Records from a data source:
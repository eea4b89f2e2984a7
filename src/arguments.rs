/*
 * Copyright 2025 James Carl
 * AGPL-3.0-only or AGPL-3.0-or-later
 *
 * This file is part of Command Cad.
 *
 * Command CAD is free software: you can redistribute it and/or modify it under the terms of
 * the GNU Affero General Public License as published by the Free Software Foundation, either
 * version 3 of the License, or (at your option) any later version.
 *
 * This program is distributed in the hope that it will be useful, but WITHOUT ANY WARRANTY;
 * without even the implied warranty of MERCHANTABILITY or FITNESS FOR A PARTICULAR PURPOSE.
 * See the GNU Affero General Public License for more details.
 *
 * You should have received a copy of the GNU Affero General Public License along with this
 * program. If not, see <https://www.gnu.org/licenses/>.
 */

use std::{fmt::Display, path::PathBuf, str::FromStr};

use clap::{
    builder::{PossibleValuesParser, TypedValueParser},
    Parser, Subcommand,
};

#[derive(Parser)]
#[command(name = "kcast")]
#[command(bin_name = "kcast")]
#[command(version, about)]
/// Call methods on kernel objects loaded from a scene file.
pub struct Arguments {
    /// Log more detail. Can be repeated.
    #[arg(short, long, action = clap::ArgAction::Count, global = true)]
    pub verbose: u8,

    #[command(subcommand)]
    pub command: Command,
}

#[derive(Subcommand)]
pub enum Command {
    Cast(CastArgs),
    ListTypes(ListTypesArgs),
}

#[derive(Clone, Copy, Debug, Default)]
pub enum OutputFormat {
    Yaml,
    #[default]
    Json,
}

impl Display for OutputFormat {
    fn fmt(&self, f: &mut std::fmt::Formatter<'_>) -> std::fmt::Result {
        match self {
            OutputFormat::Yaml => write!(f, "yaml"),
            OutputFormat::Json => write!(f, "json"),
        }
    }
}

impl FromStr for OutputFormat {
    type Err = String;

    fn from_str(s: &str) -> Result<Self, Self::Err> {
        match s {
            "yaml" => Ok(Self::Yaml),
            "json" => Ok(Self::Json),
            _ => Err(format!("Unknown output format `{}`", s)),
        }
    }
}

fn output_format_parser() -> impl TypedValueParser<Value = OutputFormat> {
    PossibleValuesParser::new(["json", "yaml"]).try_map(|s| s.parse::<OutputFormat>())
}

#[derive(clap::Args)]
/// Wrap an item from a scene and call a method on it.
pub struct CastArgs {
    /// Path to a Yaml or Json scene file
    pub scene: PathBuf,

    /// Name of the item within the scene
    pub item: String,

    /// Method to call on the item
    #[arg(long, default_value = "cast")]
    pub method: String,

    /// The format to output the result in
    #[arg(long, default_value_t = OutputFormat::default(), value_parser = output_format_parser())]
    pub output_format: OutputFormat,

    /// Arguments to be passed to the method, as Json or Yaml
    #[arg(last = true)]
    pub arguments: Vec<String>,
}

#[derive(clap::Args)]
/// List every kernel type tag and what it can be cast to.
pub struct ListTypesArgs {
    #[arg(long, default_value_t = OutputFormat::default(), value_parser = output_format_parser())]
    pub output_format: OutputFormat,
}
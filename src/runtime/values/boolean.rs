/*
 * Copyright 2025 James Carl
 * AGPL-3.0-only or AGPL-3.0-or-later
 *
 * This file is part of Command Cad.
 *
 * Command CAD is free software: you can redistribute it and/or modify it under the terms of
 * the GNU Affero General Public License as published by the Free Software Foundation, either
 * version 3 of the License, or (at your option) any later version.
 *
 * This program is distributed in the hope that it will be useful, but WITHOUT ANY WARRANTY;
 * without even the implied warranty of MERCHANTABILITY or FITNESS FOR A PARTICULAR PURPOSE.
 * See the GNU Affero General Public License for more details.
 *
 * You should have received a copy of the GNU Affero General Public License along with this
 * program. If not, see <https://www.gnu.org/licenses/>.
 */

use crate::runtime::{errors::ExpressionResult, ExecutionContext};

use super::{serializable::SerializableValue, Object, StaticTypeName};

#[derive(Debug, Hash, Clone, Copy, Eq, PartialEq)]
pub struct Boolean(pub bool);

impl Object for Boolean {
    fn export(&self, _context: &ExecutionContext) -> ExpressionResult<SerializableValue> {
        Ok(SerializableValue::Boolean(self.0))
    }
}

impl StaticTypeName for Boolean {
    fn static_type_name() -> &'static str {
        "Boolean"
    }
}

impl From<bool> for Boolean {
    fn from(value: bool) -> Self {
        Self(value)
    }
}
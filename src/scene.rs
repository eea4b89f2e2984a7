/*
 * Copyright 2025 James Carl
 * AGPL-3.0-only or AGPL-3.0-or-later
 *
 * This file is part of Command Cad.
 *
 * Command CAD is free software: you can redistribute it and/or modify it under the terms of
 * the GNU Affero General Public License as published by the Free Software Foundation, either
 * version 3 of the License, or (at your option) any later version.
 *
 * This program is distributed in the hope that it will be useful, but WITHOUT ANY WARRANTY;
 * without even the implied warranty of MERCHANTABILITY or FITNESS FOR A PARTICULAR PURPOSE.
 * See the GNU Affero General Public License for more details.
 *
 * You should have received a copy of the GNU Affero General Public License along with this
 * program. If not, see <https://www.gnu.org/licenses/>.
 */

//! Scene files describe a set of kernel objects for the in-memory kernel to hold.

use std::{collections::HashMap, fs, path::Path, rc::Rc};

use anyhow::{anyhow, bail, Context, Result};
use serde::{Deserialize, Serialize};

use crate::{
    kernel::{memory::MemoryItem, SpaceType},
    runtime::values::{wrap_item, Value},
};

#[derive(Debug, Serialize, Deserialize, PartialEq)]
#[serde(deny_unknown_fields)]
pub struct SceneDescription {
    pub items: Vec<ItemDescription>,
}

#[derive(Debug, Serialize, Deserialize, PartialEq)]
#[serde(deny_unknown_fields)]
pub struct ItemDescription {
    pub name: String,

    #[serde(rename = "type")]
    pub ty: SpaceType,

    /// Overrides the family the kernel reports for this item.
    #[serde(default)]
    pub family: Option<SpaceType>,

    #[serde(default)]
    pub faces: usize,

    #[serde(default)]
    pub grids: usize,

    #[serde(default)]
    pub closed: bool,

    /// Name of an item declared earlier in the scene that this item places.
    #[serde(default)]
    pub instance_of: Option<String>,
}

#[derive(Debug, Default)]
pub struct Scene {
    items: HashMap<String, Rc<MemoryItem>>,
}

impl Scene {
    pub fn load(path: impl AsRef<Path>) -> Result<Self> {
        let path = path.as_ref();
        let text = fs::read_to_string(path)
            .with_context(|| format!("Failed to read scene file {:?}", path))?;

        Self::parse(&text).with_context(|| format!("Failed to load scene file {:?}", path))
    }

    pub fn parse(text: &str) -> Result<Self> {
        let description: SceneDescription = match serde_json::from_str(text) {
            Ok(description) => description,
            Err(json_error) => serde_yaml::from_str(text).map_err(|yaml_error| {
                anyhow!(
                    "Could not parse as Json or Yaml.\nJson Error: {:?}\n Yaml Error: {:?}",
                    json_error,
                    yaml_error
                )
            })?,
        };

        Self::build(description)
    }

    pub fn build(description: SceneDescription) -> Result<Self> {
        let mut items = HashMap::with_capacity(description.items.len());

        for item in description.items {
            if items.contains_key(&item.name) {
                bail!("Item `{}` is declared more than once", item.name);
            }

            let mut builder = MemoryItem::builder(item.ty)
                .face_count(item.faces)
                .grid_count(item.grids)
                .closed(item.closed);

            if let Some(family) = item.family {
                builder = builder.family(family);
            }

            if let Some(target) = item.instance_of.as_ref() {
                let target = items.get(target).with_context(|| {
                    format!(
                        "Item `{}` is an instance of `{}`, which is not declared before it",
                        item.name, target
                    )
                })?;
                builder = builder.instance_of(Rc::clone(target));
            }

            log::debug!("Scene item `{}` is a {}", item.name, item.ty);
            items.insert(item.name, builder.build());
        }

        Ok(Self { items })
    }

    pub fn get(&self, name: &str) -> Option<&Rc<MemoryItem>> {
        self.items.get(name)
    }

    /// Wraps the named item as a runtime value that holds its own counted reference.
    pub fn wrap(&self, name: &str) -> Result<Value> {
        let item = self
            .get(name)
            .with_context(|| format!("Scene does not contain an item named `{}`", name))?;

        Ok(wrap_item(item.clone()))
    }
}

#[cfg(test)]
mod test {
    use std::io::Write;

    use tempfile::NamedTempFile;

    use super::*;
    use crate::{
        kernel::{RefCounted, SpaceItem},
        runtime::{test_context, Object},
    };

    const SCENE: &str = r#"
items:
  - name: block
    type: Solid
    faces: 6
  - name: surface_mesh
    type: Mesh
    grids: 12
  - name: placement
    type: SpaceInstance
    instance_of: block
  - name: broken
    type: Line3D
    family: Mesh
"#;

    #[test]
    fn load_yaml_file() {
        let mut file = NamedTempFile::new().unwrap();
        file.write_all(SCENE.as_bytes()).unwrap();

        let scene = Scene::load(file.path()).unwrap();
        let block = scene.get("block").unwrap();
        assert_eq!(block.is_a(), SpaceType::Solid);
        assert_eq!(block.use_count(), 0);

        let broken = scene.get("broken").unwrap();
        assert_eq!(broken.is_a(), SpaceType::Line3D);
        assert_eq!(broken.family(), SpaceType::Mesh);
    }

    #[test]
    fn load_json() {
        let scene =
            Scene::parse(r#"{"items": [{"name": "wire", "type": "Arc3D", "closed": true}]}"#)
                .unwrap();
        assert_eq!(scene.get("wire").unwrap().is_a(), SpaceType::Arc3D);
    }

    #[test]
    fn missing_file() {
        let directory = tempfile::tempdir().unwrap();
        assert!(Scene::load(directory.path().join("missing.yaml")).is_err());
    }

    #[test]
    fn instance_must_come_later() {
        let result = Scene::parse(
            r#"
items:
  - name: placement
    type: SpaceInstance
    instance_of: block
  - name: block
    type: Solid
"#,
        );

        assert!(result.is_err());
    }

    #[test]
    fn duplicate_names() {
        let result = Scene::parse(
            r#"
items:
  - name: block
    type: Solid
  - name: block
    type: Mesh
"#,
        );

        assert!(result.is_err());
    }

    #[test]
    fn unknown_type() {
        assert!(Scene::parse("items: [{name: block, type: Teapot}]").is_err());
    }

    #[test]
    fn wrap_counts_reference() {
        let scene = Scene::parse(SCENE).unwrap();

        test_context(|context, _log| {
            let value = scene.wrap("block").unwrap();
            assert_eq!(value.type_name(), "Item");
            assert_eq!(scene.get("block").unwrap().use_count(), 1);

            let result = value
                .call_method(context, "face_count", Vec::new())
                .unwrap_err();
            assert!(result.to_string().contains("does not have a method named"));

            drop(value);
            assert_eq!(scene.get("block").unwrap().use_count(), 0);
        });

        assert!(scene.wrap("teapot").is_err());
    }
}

* * *

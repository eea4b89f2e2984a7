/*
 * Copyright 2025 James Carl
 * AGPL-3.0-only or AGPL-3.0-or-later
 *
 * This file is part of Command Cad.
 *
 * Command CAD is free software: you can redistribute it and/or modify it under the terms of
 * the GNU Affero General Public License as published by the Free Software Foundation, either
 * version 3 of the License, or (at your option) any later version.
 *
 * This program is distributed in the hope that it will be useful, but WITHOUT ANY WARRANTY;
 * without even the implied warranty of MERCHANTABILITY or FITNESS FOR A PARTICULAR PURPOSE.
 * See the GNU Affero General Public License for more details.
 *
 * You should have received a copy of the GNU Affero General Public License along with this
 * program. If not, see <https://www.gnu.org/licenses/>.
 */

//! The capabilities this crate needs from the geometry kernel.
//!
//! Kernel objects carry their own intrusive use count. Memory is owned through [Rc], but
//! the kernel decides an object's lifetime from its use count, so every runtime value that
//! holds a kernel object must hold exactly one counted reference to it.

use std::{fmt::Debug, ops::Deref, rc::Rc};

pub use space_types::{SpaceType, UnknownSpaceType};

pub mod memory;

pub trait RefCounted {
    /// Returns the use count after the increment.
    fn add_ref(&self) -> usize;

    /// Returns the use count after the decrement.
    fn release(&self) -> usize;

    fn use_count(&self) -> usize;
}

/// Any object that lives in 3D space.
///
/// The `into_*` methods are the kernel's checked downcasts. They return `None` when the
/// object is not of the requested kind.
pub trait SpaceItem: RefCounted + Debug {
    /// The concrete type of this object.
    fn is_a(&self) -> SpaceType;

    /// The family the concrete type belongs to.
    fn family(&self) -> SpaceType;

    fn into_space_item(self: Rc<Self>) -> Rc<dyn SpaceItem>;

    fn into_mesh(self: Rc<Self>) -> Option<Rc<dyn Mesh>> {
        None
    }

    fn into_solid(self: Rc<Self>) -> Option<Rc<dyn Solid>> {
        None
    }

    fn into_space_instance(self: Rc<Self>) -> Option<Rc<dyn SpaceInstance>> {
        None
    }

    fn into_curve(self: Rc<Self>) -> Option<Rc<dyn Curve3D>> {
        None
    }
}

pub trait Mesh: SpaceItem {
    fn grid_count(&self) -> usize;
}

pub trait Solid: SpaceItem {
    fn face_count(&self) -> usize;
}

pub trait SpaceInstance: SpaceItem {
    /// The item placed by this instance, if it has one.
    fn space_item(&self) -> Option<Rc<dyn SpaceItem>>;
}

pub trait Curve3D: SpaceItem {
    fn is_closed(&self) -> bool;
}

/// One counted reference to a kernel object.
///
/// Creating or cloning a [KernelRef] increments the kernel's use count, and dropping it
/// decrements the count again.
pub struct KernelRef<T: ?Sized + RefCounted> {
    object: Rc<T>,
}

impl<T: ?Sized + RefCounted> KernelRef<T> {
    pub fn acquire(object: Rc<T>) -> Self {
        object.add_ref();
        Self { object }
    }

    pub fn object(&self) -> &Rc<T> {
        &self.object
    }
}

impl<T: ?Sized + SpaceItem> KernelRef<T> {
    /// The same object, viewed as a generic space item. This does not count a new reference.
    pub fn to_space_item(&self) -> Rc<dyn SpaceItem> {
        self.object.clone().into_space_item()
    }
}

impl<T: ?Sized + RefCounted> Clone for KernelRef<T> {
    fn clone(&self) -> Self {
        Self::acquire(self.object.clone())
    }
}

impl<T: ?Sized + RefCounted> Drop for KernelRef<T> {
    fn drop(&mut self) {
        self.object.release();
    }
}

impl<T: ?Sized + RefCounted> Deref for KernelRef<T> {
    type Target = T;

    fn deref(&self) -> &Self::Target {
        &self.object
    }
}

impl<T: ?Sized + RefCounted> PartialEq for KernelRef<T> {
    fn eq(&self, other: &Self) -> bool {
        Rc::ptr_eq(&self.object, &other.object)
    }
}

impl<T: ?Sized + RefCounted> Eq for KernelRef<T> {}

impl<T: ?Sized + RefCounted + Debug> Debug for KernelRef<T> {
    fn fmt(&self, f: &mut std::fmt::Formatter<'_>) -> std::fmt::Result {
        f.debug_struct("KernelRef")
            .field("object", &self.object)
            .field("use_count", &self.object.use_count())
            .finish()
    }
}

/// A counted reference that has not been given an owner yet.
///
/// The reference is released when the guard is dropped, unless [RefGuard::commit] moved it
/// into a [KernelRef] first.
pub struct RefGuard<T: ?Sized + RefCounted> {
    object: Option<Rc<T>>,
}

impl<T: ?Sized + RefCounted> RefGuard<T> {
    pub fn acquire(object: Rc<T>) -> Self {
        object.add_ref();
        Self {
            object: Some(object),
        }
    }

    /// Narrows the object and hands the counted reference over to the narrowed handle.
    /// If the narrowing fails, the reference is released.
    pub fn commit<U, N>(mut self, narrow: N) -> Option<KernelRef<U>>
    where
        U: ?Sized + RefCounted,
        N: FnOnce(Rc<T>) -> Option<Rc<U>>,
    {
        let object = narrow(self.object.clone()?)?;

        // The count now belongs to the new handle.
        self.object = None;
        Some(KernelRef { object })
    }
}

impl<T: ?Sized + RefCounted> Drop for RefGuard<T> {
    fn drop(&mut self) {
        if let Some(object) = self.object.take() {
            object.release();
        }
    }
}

[Exercise instructions]
Count every line above that includes the string "Some", and answer with the count only.

[Output below]
5